HOW TO COMPLETE THIS TASK =
Once you find the line containing "fn on_usinewgame(&mut self, _args: &[&str], _out: &mut", output it and every line after it to the end of the records, exactly.

SUPPLIED DATA section start

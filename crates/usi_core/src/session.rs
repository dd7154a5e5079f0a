//! USI session: command dispatch and lifecycle.
//!
//! The session is strictly request/response. One line is read, fully handled
//! (including any blocking call into the rules backend or the oracle), its
//! response written and flushed, and only then is the next line read.
//!
//! ```text
//! Created --usi--> Handshaken --isready--> Ready
//!    \                 |                    /
//!     +------- quit / end of input --------+--> Terminated
//! ```

use std::collections::HashMap;
use std::io::{self, BufRead, Write};

use tracing::{debug, info, warn};

use crate::{
    DEFAULT_MAX_NEW_TOKENS, DecisionPolicy, EngineOptions, MATE_PLY_RANGE, MoveOracle,
    OPTION_MATE_PLY, OptionDecl, PolicyConfig, PositionManager, RulesEngine, bestmove_line,
    decision_lines, default_options, parse_position_args, parse_setoption_args, parse_spin,
};

#[derive(Clone, Copy, Debug, PartialEq, Eq)]
pub enum SessionState {
    Created,
    Handshaken,
    Ready,
    Terminated,
}

/// Identity and tunables announced during the handshake.
#[derive(Clone, Debug)]
pub struct SessionConfig {
    pub engine_name: String,
    pub engine_author: String,
    pub policy: PolicyConfig,
    /// Declared `option` lines, in handshake order
    pub options: Vec<OptionDecl>,
}

impl Default for SessionConfig {
    fn default() -> Self {
        let policy = PolicyConfig::default();
        Self {
            engine_name: "ShogiLLM".to_string(),
            engine_author: "ShogiLLM".to_string(),
            options: default_options(policy.mate_horizon, DEFAULT_MAX_NEW_TOKENS),
            policy,
        }
    }
}

type Handler<R, O> = fn(&mut Session<R, O>, &[&str], &mut dyn Write) -> io::Result<()>;

/// One USI session over a rules backend `R` and a move oracle `O`.
pub struct Session<R: RulesEngine, O: MoveOracle> {
    state: SessionState,
    config: SessionConfig,
    options: EngineOptions,
    positions: PositionManager<R::Board>,
    policy: DecisionPolicy,
    rules: R,
    oracle: O,
    handlers: HashMap<&'static str, Handler<R, O>>,
}

impl<R: RulesEngine, O: MoveOracle> Session<R, O> {
    pub fn new(rules: R, oracle: O, config: SessionConfig) -> Self {
        let mut handlers: HashMap<&'static str, Handler<R, O>> = HashMap::new();
        handlers.insert("usi", Self::on_usi);
        handlers.insert("isready", Self::on_isready);
        handlers.insert("setoption", Self::on_setoption);
        handlers.insert("usinewgame", Self::on_usinewgame);
        handlers.insert("position", Self::on_position);
        handlers.insert("go", Self::on_go);
        handlers.insert("quit", Self::on_quit);

        Self {
            state: SessionState::Created,
            policy: DecisionPolicy::new(config.policy.clone()),
            config,
            options: EngineOptions::new(),
            positions: PositionManager::new(),
            rules,
            oracle,
            handlers,
        }
    }

    pub fn state(&self) -> SessionState {
        self.state
    }

    pub fn options(&self) -> &EngineOptions {
        &self.options
    }

    pub fn policy(&self) -> &DecisionPolicy {
        &self.policy
    }

    pub fn positions(&self) -> &PositionManager<R::Board> {
        &self.positions
    }

    pub fn rules(&self) -> &R {
        &self.rules
    }

    pub fn oracle(&self) -> &O {
        &self.oracle
    }

    pub fn is_terminated(&self) -> bool {
        self.state == SessionState::Terminated
    }

    /// Run the command loop until `quit` or end of input.
    ///
    /// Only a failure to write a response is returned as an error; a read
    /// error on the input is treated like end of input. Lines that are not
    /// valid UTF-8 are decoded lossily, so they end up as unknown commands.
    pub fn run<I: BufRead, W: Write>(&mut self, mut input: I, output: &mut W) -> io::Result<()> {
        let mut buf = Vec::new();
        loop {
            buf.clear();
            match input.read_until(b'\n', &mut buf) {
                Ok(0) => break,
                Ok(_) => {}
                Err(e) if e.kind() == io::ErrorKind::Interrupted => continue,
                Err(e) => {
                    warn!(error = %e, "Failed to read command, closing session");
                    break;
                }
            }
            let line = String::from_utf8_lossy(&buf);
            self.handle_line(line.trim_end_matches(['\r', '\n']), output)?;
            if self.is_terminated() {
                break;
            }
        }
        if !self.is_terminated() {
            debug!("End of input");
            self.state = SessionState::Terminated;
        }
        info!("Session terminated");
        Ok(())
    }

    /// Handle a single command line. Unknown commands are ignored.
    pub fn handle_line(&mut self, line: &str, output: &mut dyn Write) -> io::Result<()> {
        if self.is_terminated() {
            return Ok(());
        }
        let parts: Vec<&str> = line.split_whitespace().collect();
        let Some((&cmd, args)) = parts.split_first() else {
            return Ok(());
        };

        match self.handlers.get(cmd).copied() {
            Some(handler) => {
                debug!(%cmd, "Handling command");
                handler(self, args, output)
            }
            None => {
                debug!(%cmd, "Ignoring unknown command");
                Ok(())
            }
        }
    }

    fn on_usi(&mut self, _args: &[&str], out: &mut dyn Write) -> io::Result<()> {
        writeln!(out, "id name {}", self.config.engine_name)?;
        writeln!(out, "id author {}", self.config.engine_author)?;
        for option in &self.config.options {
            writeln!(out, "{option}")?;
        }
        writeln!(out, "usiok")?;
        out.flush()?;
        if self.state == SessionState::Created {
            self.state = SessionState::Handshaken;
        }
        Ok(())
    }

    fn on_isready(&mut self, _args: &[&str], out: &mut dyn Write) -> io::Result<()> {
        writeln!(out, "readyok")?;
        out.flush()?;
        if self.state == SessionState::Handshaken {
            self.state = SessionState::Ready;
            for (name, value) in self.options.iter() {
                debug!(%name, %value, "Option in effect");
            }
        }
        Ok(())
    }

    fn on_setoption(&mut self, args: &[&str], _out: &mut dyn Write) -> io::Result<()> {
        if self.state == SessionState::Created {
            warn!("setoption before usi handshake, ignored");
            return Ok(());
        }
        let Some((name, value)) = parse_setoption_args(args) else {
            warn!(args = ?args, "Malformed setoption");
            return Ok(());
        };

        if name.eq_ignore_ascii_case(OPTION_MATE_PLY) {
            match parse_spin(&value, &MATE_PLY_RANGE) {
                Some(plies) => self.policy.set_mate_horizon(plies),
                None => warn!(%value, "Invalid {OPTION_MATE_PLY}, keeping current horizon"),
            }
        } else if !self.oracle.set_option(&name, &value) {
            debug!(%name, "Option not used by the oracle");
        }

        info!(%name, %value, "Option set");
        self.options.set(&name, &value);
        Ok(())
    }

    fn on_usinewgame(&mut self, _args: &[&str], _out: &mut dyn Write) -> io::Result<()> {
        debug!("New game");
        Ok(())
    }

    fn on_position(&mut self, args: &[&str], out: &mut dyn Write) -> io::Result<()> {
        let result = parse_position_args(args)
            .and_then(|cmd| self.positions.establish(&mut self.rules, &cmd).map(|_| ()));
        if let Err(e) = result {
            warn!(error = %e, "Position command rejected");
            writeln!(out, "info string {e}")?;
            out.flush()?;
        }
        Ok(())
    }

    fn on_go(&mut self, _args: &[&str], out: &mut dyn Write) -> io::Result<()> {
        let position = match self.positions.current() {
            Ok(p) => p,
            Err(e) => {
                warn!(error = %e, "go without a position, resigning");
                writeln!(out, "info string {e}")?;
                writeln!(out, "{}", bestmove_line(None))?;
                return out.flush();
            }
        };

        let decision = self.policy.decide(&mut self.rules, &mut self.oracle, position);
        info!(
            provenance = %decision.provenance,
            best_move = decision.best_move.as_deref().unwrap_or("resign"),
            score = ?decision.score,
            diagnostic = decision.diagnostic.as_deref().unwrap_or(""),
            "Decision"
        );

        for line in decision_lines(&decision) {
            writeln!(out, "{line}")?;
        }
        out.flush()
    }

    fn on_quit(&mut self, _args: &[&str], _out: &mut dyn Write) -> io::Result<()> {
        self.state = SessionState::Terminated;
        Ok(())
    }
}

#[cfg(test)]
#[path = "session_tests.rs"]
mod session_tests;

SUPPLIED DATA section end

EXERCISE RESULT =
    fn on_usinewgame(&mut self, _args: &[&str], _out: &mut dyn Write) -> io::Result<()> {
        debug!("New game");
        Ok(())
    }

    fn on_position(&mut self, args: &[&str], out: &mut dyn Write) -> io::Result<()> {
        let result = parse_position_args(args)
            .and_then(|cmd| self.positions.establish(&mut self.rules, &cmd).map(|_| ()));
        if let Err(e) = result {
            warn!(error = %e, "Position command rejected");
            writeln!(out, "info string {e}")?;
            out.flush()?;
        }
        Ok(())
    }

    fn on_go(&mut self, _args: &[&str], out: &mut dyn Write) -> io::Result<()> {
        let position = match self.positions.current() {
            Ok(p) => p,
            Err(e) => {
                warn!(error = %e, "go without a position, resigning");
                writeln!(out, "info string {e}")?;
                writeln!(out, "{}", bestmove_line(None))?;
                return out.flush();
            }
        };

        let decision = self.policy.decide(&mut self.rules, &mut self.oracle, position);
        info!(
            provenance = %decision.provenance,
            best_move = decision.best_move.as_deref().unwrap_or("resign"),
            score = ?decision.score,
            diagnostic = decision.diagnostic.as_deref().unwrap_or(""),
            "Decision"
        );

        for line in decision_lines(&decision) {
            writeln!(out, "{line}")?;
        }
        out.flush()
    }

    fn on_quit(&mut self, _args: &[&str], _out: &mut dyn Write) -> io::Result<()> {
        self.state = SessionState::Terminated;
        Ok(())
    }
}

#[cfg(test)]
#[path = "session_tests.rs"]
mod session_tests;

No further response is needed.